*THE TASK*: Would you please copy every line below that includes the string "TextureInfo"?

*DATA LISTING*:
>>>>>
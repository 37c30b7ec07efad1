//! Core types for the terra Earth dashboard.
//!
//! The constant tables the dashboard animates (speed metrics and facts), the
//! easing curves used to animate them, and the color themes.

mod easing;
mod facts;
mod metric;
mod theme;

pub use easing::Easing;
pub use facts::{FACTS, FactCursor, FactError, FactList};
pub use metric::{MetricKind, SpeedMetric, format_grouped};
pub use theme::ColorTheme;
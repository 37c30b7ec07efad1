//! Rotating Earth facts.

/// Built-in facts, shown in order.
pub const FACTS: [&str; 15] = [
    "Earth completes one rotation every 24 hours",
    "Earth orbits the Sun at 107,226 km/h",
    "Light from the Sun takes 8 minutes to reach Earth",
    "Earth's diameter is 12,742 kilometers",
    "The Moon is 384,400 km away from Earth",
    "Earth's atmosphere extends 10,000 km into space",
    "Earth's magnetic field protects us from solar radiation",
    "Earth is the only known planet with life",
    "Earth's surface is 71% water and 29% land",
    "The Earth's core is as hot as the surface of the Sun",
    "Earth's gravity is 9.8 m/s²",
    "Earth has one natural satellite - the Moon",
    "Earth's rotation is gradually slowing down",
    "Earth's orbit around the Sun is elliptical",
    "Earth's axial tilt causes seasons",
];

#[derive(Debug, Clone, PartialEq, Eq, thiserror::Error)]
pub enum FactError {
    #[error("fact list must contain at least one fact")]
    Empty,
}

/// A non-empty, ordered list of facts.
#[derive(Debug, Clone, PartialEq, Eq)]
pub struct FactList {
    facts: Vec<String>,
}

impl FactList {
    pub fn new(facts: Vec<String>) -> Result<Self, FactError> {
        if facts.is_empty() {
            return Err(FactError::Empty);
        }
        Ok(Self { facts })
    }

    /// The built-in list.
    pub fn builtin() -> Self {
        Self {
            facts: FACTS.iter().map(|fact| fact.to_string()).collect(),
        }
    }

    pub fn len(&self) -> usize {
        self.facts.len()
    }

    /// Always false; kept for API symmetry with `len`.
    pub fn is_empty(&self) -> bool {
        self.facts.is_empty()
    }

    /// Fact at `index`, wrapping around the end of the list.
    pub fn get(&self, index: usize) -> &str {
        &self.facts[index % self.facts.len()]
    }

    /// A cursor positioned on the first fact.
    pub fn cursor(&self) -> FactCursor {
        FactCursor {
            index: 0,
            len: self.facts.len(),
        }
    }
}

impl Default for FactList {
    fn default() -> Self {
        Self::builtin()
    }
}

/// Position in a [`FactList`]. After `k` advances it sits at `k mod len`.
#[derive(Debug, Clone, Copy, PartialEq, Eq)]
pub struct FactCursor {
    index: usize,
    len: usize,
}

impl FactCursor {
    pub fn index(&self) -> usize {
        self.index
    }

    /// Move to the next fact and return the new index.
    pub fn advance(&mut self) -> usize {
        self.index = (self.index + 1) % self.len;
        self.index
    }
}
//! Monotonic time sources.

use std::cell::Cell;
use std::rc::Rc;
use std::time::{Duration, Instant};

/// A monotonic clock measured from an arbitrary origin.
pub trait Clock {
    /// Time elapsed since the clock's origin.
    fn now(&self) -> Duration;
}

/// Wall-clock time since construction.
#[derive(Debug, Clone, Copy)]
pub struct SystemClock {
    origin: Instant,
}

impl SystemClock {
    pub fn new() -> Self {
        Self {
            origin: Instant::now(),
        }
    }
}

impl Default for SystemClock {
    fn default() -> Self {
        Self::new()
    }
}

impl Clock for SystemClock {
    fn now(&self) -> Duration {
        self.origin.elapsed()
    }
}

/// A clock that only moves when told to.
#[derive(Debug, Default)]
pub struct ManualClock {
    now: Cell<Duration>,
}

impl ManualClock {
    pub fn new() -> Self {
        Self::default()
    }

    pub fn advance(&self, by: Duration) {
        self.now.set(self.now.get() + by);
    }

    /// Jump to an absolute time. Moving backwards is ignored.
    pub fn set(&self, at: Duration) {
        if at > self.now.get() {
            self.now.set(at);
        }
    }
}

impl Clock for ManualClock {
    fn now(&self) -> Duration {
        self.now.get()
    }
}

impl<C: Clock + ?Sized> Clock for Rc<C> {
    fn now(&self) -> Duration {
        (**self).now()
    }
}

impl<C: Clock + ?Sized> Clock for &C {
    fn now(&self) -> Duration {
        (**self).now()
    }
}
<<<<<
>>>>>
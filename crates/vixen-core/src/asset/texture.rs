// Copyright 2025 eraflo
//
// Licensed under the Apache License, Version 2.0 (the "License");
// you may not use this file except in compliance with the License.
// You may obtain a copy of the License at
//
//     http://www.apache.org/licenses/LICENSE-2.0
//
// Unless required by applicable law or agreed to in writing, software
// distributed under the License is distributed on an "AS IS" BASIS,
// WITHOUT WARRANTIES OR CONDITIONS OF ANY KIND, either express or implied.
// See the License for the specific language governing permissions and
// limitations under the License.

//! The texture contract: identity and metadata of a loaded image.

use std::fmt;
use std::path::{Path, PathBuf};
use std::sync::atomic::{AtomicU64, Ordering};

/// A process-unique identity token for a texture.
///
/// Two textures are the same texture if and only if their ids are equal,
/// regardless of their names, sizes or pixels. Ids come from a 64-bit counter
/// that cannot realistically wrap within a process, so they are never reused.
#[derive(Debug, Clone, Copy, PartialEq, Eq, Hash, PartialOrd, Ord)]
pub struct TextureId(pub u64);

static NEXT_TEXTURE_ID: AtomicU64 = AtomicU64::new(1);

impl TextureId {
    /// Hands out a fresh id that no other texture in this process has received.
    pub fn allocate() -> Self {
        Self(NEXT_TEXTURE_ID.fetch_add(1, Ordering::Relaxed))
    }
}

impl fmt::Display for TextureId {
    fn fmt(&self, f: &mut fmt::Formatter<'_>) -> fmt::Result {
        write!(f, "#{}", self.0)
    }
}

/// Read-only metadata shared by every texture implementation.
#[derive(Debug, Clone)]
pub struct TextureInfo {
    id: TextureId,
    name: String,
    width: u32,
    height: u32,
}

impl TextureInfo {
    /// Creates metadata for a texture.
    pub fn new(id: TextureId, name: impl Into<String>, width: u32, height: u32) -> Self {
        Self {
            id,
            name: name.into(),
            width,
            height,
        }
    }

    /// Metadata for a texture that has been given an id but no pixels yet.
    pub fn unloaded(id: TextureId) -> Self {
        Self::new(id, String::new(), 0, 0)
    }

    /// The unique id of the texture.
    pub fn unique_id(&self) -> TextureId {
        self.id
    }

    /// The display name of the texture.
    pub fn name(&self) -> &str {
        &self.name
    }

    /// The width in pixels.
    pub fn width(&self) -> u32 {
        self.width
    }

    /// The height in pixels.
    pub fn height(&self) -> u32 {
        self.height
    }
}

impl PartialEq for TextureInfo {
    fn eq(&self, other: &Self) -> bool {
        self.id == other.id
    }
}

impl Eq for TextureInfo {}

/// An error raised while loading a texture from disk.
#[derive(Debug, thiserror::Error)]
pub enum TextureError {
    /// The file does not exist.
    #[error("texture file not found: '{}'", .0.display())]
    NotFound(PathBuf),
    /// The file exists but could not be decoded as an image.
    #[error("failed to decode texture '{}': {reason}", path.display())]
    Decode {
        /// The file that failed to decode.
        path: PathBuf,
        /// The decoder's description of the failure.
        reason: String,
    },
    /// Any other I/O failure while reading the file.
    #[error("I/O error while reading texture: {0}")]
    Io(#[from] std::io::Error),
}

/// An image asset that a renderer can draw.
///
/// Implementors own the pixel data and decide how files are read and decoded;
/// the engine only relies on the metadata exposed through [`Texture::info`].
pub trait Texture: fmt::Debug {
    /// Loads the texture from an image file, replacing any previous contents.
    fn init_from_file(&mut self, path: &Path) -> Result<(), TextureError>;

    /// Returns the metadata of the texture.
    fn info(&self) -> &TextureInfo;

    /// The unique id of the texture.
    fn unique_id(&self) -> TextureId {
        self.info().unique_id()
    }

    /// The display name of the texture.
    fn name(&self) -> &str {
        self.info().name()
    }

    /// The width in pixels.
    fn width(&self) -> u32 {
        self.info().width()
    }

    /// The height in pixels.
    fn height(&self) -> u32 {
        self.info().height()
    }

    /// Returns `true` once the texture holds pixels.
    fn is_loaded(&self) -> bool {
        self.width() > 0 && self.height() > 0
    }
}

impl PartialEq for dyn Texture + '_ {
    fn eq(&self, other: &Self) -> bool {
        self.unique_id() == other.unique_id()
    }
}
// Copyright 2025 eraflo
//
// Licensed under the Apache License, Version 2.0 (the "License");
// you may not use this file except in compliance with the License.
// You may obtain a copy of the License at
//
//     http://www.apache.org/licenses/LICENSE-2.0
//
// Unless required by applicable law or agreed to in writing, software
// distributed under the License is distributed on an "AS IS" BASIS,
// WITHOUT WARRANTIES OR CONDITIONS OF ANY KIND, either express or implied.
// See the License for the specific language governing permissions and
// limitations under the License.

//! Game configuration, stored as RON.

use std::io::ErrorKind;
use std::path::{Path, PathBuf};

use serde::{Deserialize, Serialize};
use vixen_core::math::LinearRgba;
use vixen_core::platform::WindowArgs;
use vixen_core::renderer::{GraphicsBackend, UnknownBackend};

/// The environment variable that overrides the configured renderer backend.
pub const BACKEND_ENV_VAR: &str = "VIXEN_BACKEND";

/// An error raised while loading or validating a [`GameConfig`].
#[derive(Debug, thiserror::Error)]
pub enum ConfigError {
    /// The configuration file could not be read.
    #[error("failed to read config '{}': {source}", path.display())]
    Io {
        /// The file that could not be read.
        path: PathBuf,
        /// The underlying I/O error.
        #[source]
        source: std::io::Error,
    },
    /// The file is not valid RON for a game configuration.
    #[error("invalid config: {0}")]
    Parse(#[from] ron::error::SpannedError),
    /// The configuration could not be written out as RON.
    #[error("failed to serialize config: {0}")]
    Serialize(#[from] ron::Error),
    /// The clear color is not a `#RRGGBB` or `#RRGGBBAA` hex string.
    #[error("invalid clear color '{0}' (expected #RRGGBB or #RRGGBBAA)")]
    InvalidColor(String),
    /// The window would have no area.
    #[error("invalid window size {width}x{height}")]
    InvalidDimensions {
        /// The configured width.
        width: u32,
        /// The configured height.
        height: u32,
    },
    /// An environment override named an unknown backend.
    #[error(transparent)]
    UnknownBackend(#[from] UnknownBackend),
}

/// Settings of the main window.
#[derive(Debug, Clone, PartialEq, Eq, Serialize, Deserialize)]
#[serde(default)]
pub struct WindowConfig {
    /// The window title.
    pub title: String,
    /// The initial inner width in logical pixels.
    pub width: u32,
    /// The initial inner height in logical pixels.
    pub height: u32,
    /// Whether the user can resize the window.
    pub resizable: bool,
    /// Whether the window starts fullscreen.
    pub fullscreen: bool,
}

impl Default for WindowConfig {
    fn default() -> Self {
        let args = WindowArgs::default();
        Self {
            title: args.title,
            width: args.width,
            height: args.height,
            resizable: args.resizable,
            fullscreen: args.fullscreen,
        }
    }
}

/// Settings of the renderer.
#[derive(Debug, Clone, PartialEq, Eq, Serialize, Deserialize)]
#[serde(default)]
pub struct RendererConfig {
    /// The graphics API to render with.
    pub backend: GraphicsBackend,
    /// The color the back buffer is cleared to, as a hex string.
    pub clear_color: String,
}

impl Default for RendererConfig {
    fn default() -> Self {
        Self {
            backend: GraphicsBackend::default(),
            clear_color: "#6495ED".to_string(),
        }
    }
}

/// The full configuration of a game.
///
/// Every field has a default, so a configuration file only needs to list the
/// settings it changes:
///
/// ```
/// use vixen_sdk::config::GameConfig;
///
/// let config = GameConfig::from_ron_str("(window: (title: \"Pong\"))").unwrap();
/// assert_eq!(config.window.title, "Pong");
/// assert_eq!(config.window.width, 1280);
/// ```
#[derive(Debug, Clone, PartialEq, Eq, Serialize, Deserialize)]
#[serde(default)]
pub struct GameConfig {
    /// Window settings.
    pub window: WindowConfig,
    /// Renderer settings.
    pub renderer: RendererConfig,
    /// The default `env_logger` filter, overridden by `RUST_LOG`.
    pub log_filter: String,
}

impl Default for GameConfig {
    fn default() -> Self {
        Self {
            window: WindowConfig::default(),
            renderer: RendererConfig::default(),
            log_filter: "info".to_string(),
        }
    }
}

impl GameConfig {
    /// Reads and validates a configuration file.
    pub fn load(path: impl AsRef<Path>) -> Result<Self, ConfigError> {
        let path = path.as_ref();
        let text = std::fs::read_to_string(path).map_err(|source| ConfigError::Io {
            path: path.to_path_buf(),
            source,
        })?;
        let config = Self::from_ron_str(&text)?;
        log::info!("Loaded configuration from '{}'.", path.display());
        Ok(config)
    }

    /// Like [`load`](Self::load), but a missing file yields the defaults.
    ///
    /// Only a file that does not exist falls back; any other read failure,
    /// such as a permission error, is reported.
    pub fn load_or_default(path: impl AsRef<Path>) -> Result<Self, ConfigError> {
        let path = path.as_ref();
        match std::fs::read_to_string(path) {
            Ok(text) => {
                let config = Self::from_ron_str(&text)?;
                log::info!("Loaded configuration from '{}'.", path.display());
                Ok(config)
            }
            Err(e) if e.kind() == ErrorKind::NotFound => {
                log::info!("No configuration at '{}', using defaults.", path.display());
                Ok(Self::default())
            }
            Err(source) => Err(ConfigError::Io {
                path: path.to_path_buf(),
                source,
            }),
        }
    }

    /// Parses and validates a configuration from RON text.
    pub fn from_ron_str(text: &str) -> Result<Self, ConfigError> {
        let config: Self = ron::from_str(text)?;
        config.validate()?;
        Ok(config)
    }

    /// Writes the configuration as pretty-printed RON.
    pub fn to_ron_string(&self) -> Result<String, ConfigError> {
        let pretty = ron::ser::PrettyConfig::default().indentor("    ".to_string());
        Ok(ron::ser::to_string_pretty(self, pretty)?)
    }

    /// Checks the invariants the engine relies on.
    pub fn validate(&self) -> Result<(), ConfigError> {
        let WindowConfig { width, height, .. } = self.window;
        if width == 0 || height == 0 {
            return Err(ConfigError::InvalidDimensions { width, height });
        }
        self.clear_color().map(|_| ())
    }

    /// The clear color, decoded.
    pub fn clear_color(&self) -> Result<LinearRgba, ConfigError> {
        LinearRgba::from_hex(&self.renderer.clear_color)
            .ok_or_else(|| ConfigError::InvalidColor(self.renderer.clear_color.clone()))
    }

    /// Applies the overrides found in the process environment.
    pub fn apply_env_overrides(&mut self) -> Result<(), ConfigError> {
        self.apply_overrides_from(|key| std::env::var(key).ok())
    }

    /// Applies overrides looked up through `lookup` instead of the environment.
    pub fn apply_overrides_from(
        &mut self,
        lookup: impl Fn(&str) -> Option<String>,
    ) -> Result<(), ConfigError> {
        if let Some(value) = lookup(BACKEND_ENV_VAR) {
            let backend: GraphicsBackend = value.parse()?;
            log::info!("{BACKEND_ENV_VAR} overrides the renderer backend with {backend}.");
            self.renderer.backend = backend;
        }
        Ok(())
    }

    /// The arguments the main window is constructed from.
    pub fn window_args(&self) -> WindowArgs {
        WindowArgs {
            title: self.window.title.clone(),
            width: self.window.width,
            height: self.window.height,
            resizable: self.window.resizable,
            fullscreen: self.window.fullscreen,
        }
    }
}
<<<<<
>>>>>
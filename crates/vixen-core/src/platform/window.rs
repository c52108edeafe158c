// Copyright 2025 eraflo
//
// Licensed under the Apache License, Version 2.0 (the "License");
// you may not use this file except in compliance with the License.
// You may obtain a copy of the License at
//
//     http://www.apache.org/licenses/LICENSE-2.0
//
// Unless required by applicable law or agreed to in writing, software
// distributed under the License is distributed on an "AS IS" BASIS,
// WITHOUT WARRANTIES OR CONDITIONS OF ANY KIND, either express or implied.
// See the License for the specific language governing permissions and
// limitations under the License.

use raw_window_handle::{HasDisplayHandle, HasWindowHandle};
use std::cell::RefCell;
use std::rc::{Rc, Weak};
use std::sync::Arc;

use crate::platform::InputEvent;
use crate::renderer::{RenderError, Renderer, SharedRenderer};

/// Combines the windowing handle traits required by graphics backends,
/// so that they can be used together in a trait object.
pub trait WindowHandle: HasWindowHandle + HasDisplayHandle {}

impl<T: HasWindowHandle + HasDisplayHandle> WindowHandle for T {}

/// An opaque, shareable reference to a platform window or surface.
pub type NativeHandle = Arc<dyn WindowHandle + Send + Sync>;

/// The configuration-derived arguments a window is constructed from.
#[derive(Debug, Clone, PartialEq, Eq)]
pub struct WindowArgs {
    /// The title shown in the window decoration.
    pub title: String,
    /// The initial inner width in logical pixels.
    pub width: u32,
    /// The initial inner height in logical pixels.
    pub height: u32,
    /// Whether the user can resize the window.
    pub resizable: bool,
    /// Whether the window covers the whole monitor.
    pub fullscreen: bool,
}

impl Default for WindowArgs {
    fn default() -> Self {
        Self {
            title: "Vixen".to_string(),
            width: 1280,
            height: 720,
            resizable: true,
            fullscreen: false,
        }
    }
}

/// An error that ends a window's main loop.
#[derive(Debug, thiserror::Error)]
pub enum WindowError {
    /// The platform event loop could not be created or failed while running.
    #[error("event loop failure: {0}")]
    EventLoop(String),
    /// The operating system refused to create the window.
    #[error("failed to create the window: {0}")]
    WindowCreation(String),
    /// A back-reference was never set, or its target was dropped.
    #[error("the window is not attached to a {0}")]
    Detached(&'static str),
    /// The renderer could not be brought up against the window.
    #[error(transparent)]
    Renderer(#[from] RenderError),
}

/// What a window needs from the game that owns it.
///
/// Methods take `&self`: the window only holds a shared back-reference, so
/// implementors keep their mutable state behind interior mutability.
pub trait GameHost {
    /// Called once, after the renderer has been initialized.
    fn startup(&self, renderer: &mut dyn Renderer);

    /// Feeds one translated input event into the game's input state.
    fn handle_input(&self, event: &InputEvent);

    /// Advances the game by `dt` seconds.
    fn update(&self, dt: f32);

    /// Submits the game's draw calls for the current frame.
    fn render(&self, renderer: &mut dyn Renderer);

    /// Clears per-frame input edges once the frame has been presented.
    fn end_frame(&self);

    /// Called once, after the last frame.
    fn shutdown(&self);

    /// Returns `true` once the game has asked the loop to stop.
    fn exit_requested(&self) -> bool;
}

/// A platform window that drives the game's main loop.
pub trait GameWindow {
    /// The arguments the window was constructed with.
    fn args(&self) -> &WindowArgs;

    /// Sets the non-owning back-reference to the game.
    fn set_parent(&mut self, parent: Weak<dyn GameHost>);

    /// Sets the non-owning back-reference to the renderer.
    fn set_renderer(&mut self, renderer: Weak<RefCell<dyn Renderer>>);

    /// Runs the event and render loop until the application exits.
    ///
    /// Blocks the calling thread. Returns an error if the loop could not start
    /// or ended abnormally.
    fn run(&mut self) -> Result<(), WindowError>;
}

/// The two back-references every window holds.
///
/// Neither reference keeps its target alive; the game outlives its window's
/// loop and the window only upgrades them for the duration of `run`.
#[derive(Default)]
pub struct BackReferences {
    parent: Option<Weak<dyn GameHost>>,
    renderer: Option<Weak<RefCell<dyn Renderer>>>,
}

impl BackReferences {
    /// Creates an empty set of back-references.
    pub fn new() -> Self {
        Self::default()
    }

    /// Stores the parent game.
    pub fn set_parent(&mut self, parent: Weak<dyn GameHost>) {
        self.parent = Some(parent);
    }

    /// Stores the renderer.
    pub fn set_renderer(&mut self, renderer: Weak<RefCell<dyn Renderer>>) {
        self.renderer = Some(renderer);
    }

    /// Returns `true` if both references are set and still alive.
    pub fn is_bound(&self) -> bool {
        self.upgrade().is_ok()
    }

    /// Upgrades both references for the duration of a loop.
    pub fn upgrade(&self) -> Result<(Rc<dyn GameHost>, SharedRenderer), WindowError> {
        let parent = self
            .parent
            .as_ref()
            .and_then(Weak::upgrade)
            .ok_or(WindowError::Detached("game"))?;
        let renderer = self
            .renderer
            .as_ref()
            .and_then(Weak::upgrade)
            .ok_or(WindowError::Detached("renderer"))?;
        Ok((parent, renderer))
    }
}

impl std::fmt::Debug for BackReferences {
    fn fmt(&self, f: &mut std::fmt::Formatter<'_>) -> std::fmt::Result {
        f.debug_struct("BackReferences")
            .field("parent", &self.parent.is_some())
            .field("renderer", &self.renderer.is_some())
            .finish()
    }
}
<<<<<
*EXERCISE ANSWER*:
pub struct TextureInfo {
impl TextureInfo {
impl PartialEq for TextureInfo {
impl Eq for TextureInfo {}
    fn info(&self) -> &TextureInfo;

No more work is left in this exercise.